### How to complete this task:
Under this line are the records; write out word for word the part that begins at the line containing "#[derive(Clone, ValueEnum)]" and ends at the line containing "let fixture = AlgorithmInputFixture::from_json(&input_data)?;", and no more.

### Given records:
//! Glucoloop CLI - Command-line interface for the Glucoloop decision core
//!
//! Commands:
//! - run: Run one control-loop tick over an input fixture
//! - validate: Validate an input fixture without running the pipeline
//! - schema: Print input fixture schema information

use clap::{Parser, Subcommand, ValueEnum};
use std::fs;
use std::io::{self, Read};
use std::path::PathBuf;
use std::process::ExitCode;

use glucoloop::insulin::dose_math::BolusRecommendationNotice;
use glucoloop::{
    AlgorithmInputFixture, DecodeError, DoseRecommendation, PredictedGlucoseValue, GLUCOLOOP_VERSION,
};

/// Glucoloop - Decision core for a closed-loop insulin-delivery controller
#[derive(Parser)]
#[command(name = "glucoloop")]
#[command(version = GLUCOLOOP_VERSION)]
#[command(about = "Predict glucose and size a bounded dose recommendation", long_about = None)]
struct Cli {
    #[command(subcommand)]
    command: Commands,
}

#[derive(Subcommand)]
enum Commands {
    /// Run one control-loop tick over an input fixture
    Run {
        /// Input fixture path (use - for stdin)
        #[arg(short, long)]
        input: PathBuf,

        /// Output file path (use - for stdout)
        #[arg(short, long, default_value = "-")]
        output: PathBuf,

        /// Output format
        #[arg(long, default_value = "json-pretty")]
        output_format: OutputFormat,

        /// Include the predicted glucose curve in the report
        #[arg(long)]
        prediction: bool,

        /// Include the intermediate effect timelines in the report
        #[arg(long)]
        effects: bool,
    },

    /// Validate an input fixture without running the pipeline
    Validate {
        /// Input fixture path (use - for stdin)
        #[arg(short, long)]
        input: PathBuf,

        /// Output validation report as JSON
        #[arg(long)]
        json: bool,
    },

    /// Print input fixture schema information
    Schema,
}

#[derive(Clone, ValueEnum)]
enum OutputFormat {
    /// Compact JSON
    Json,
    /// Pretty-printed JSON
    JsonPretty,
}

fn main() -> ExitCode {
    let cli = Cli::parse();

    match run(cli) {
        Ok(()) => ExitCode::SUCCESS,
        Err(e) => {
            eprintln!(
                "{}",
                serde_json::to_string(&CliError::from(e))
                    .unwrap_or_else(|_| "Unknown error".to_string())
            );
            ExitCode::FAILURE
        }
    }
}

fn run(cli: Cli) -> Result<(), GlucoloopCliError> {
    match cli.command {
        Commands::Run {
            input,
            output,
            output_format,
            prediction,
            effects,
        } => cmd_run(&input, &output, output_format, prediction, effects),

        Commands::Validate { input, json } => cmd_validate(&input, json),

        Commands::Schema => cmd_schema(),
    }
}

fn read_input(input: &PathBuf) -> Result<String, GlucoloopCliError> {
    if input.to_string_lossy() == "-" {
        let mut buffer = String::new();
        io::stdin().read_to_string(&mut buffer)?;
        Ok(buffer)
    } else {
        Ok(fs::read_to_string(input)?)
    }
}

fn cmd_run(
    input: &PathBuf,
    output: &PathBuf,
    output_format: OutputFormat,
    prediction: bool,
    effects: bool,
) -> Result<(), GlucoloopCliError> {
    let input_data = read_input(input)?;

    let fixture = AlgorithmInputFixture::from_json(&input_data)?;
    let algorithm_input = fixture.into_input()?;
    let algorithm_output = glucoloop::run(&algorithm_input);

    let recommendation = match &algorithm_output.recommendation {
        DoseRecommendation::TempBasal(basal) => RecommendationReport {
            recommendation_type: "tempBasal".to_string(),
            units_per_hour: Some(basal.units_per_hour),
            duration: Some(basal.duration),
            bolus_units: None,
            notice: None,
        },
        DoseRecommendation::ManualBolus(bolus) => RecommendationReport {
            recommendation_type: "manualBolus".to_string(),
            units_per_hour: None,
            duration: None,
            bolus_units: Some(bolus.amount),
            notice: bolus.notice.as_ref().map(notice_code),
        },
        DoseRecommendation::Automatic(auto) => RecommendationReport {
            recommendation_type: "automaticBolus".to_string(),
            units_per_hour: auto.basal_adjustment.map(|b| b.units_per_hour),
            duration: auto.basal_adjustment.map(|b| b.duration),
            bolus_units: Some(auto.bolus_units),
            notice: None,
        },
    };

    let report = RunReport {
        version: GLUCOLOOP_VERSION.to_string(),
        recommendation,
        active_carbs_grams: algorithm_output.carbs_on_board.map(|cob| cob.value),
        predicted_glucose: if prediction {
            Some(algorithm_output.predicted_glucose.clone())
        } else {
            None
        },
        effects: if effects {
            Some(EffectsReport {
                insulin: algorithm_output.insulin_effects.len(),
                counteraction: algorithm_output.counteraction_effects.len(),
                carbs: algorithm_output.carb_effects.len(),
                retrospective_correction: algorithm_output.retrospective_correction_effects.len(),
                momentum: algorithm_output.momentum_effects.len(),
            })
        } else {
            None
        },
    };

    let output_data = match output_format {
        OutputFormat::Json => serde_json::to_string(&report)?,
        OutputFormat::JsonPretty => serde_json::to_string_pretty(&report)?,
    };

    if output.to_string_lossy() == "-" {
        println!("{}", output_data);
    } else {
        fs::write(output, output_data)?;
    }

    Ok(())
}

fn cmd_validate(input: &PathBuf, json: bool) -> Result<(), GlucoloopCliError> {
    let input_data = read_input(input)?;

    let result = AlgorithmInputFixture::from_json(&input_data).and_then(|f| f.into_input());

    let report = match &result {
        Ok(algorithm_input) => ValidationReport {
            valid: true,
            glucose_samples: algorithm_input.glucose_history.len(),
            doses: algorithm_input.doses.len(),
            carb_entries: algorithm_input.carb_entries.len(),
            error: None,
        },
        Err(e) => ValidationReport {
            valid: false,
            glucose_samples: 0,
            doses: 0,
            carb_entries: 0,
            error: Some(e.to_string()),
        },
    };

    if json {
        println!("{}", serde_json::to_string_pretty(&report)?);
    } else {
        println!("Validation Report");
        println!("=================");
        println!("Valid:           {}", report.valid);
        println!("Glucose samples: {}", report.glucose_samples);
        println!("Doses:           {}", report.doses);
        println!("Carb entries:    {}", report.carb_entries);
        if let Some(ref error) = report.error {
            println!("\nError: {}", error);
        }
    }

    match result {
        Ok(_) => Ok(()),
        Err(e) => Err(GlucoloopCliError::ValidationFailed(e.to_string())),
    }
}

fn cmd_schema() -> Result<(), GlucoloopCliError> {
    println!("Input Fixture Schema");
    println!();
    println!("Top-level keys (camelCase, dates ISO-8601, glucose in mg/dL):");
    println!();
    println!("  predictionStart        - Date the tick is evaluated at");
    println!("  glucoseHistory         - [{{date, value, trendRate?}}], oldest first");
    println!("  doses                  - [{{deliveryType, startDate, endDate, volume|rate}}]");
    println!("  carbEntries            - [{{startDate, grams, absorptionTime?}}]");
    println!("  basal                  - Schedule of U/hr segments");
    println!("  sensitivity            - Schedule of mg/dL-per-unit segments");
    println!("  carbRatio              - Schedule of g/U segments");
    println!("  target                 - Schedule of {{lowerBound, upperBound}} ranges");
    println!("  suspendThreshold       - Optional; defaults to the target lower bound");
    println!("  maxBolus, maxBasalRate - Delivery limits");
    println!();
    println!("Optional flags (defaults in parentheses):");
    println!();
    println!("  useIntegralRetrospectiveCorrection (false)");
    println!("  includePositiveVelocityAndRC       (true)");
    println!("  useMidAbsorptionISF                (false)");
    println!("  recommendationInsulinType          (novolog)");
    println!("  recommendationType                 (automaticBolus)");
    println!("  automaticBolusApplicationFactor    (0.4)");
    println!("  gradualTransitionsThreshold        (unset)");
    println!();
    println!("Insulin types: novolog, humalog, apidra, fiasp, lyumjev, afrezza");
    println!("Recommendation types: tempBasal, automaticBolus, manualBolus");

    Ok(())
}

fn notice_code(notice: &BolusRecommendationNotice) -> String {
    match notice {
        BolusRecommendationNotice::GlucoseBelowSuspendThreshold { .. } => {
            "glucoseBelowSuspendThreshold".to_string()
        }
        BolusRecommendationNotice::AllGlucoseBelowTarget { .. } => {
            "allGlucoseBelowTarget".to_string()
        }
        BolusRecommendationNotice::PredictedGlucoseBelowTarget { .. } => {
            "predictedGlucoseBelowTarget".to_string()
        }
        BolusRecommendationNotice::PredictedGlucoseInRange => {
            "predictedGlucoseInRange".to_string()
        }
    }
}

// Error types

#[derive(Debug)]
enum GlucoloopCliError {
    Io(io::Error),
    Decode(DecodeError),
    Json(serde_json::Error),
    ValidationFailed(String),
}

impl From<io::Error> for GlucoloopCliError {
    fn from(e: io::Error) -> Self {
        GlucoloopCliError::Io(e)
    }
}

impl From<DecodeError> for GlucoloopCliError {
    fn from(e: DecodeError) -> Self {
        GlucoloopCliError::Decode(e)
    }
}

impl From<serde_json::Error> for GlucoloopCliError {
    fn from(e: serde_json::Error) -> Self {
        GlucoloopCliError::Json(e)
    }
}

#[derive(serde::Serialize)]
struct CliError {
    code: String,
    message: String,
    hint: Option<String>,
}

impl From<GlucoloopCliError> for CliError {
    fn from(e: GlucoloopCliError) -> Self {
        match e {
            GlucoloopCliError::Io(e) => CliError {
                code: "IO_ERROR".to_string(),
                message: e.to_string(),
                hint: Some("Check file paths and permissions".to_string()),
            },
            GlucoloopCliError::Decode(e) => CliError {
                code: "DECODE_ERROR".to_string(),
                message: e.to_string(),
                hint: Some("Run 'glucoloop schema' for the fixture layout".to_string()),
            },
            GlucoloopCliError::Json(e) => CliError {
                code: "JSON_ERROR".to_string(),
                message: e.to_string(),
                hint: Some("Check JSON syntax".to_string()),
            },
            GlucoloopCliError::ValidationFailed(message) => CliError {
                code: "VALIDATION_FAILED".to_string(),
                message,
                hint: Some("Fix the fixture and retry".to_string()),
            },
        }
    }
}

// Report types

#[derive(serde::Serialize)]
struct RunReport {
    version: String,
    recommendation: RecommendationReport,
    #[serde(skip_serializing_if = "Option::is_none")]
    active_carbs_grams: Option<f64>,
    #[serde(skip_serializing_if = "Option::is_none")]
    predicted_glucose: Option<Vec<PredictedGlucoseValue>>,
    #[serde(skip_serializing_if = "Option::is_none")]
    effects: Option<EffectsReport>,
}

#[derive(serde::Serialize)]
struct RecommendationReport {
    recommendation_type: String,
    #[serde(skip_serializing_if = "Option::is_none")]
    units_per_hour: Option<f64>,
    #[serde(skip_serializing_if = "Option::is_none")]
    duration: Option<f64>,
    #[serde(skip_serializing_if = "Option::is_none")]
    bolus_units: Option<f64>,
    #[serde(skip_serializing_if = "Option::is_none")]
    notice: Option<String>,
}

#[derive(serde::Serialize)]
struct EffectsReport {
    insulin: usize,
    counteraction: usize,
    carbs: usize,
    retrospective_correction: usize,
    momentum: usize,
}

#[derive(serde::Serialize)]
struct ValidationReport {
    valid: bool,
    glucose_samples: usize,
    doses: usize,
    carb_entries: usize,
    error: Option<String>,
}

### Result:
#[derive(Clone, ValueEnum)]
enum OutputFormat {
    /// Compact JSON
    Json,
    /// Pretty-printed JSON
    JsonPretty,
}

fn main() -> ExitCode {
    let cli = Cli::parse();

    match run(cli) {
        Ok(()) => ExitCode::SUCCESS,
        Err(e) => {
            eprintln!(
                "{}",
                serde_json::to_string(&CliError::from(e))
                    .unwrap_or_else(|_| "Unknown error".to_string())
            );
            ExitCode::FAILURE
        }
    }
}

fn run(cli: Cli) -> Result<(), GlucoloopCliError> {
    match cli.command {
        Commands::Run {
            input,
            output,
            output_format,
            prediction,
            effects,
        } => cmd_run(&input, &output, output_format, prediction, effects),

        Commands::Validate { input, json } => cmd_validate(&input, json),

        Commands::Schema => cmd_schema(),
    }
}

fn read_input(input: &PathBuf) -> Result<String, GlucoloopCliError> {
    if input.to_string_lossy() == "-" {
        let mut buffer = String::new();
        io::stdin().read_to_string(&mut buffer)?;
        Ok(buffer)
    } else {
        Ok(fs::read_to_string(input)?)
    }
}

fn cmd_run(
    input: &PathBuf,
    output: &PathBuf,
    output_format: OutputFormat,
    prediction: bool,
    effects: bool,
) -> Result<(), GlucoloopCliError> {
    let input_data = read_input(input)?;

    let fixture = AlgorithmInputFixture::from_json(&input_data)?;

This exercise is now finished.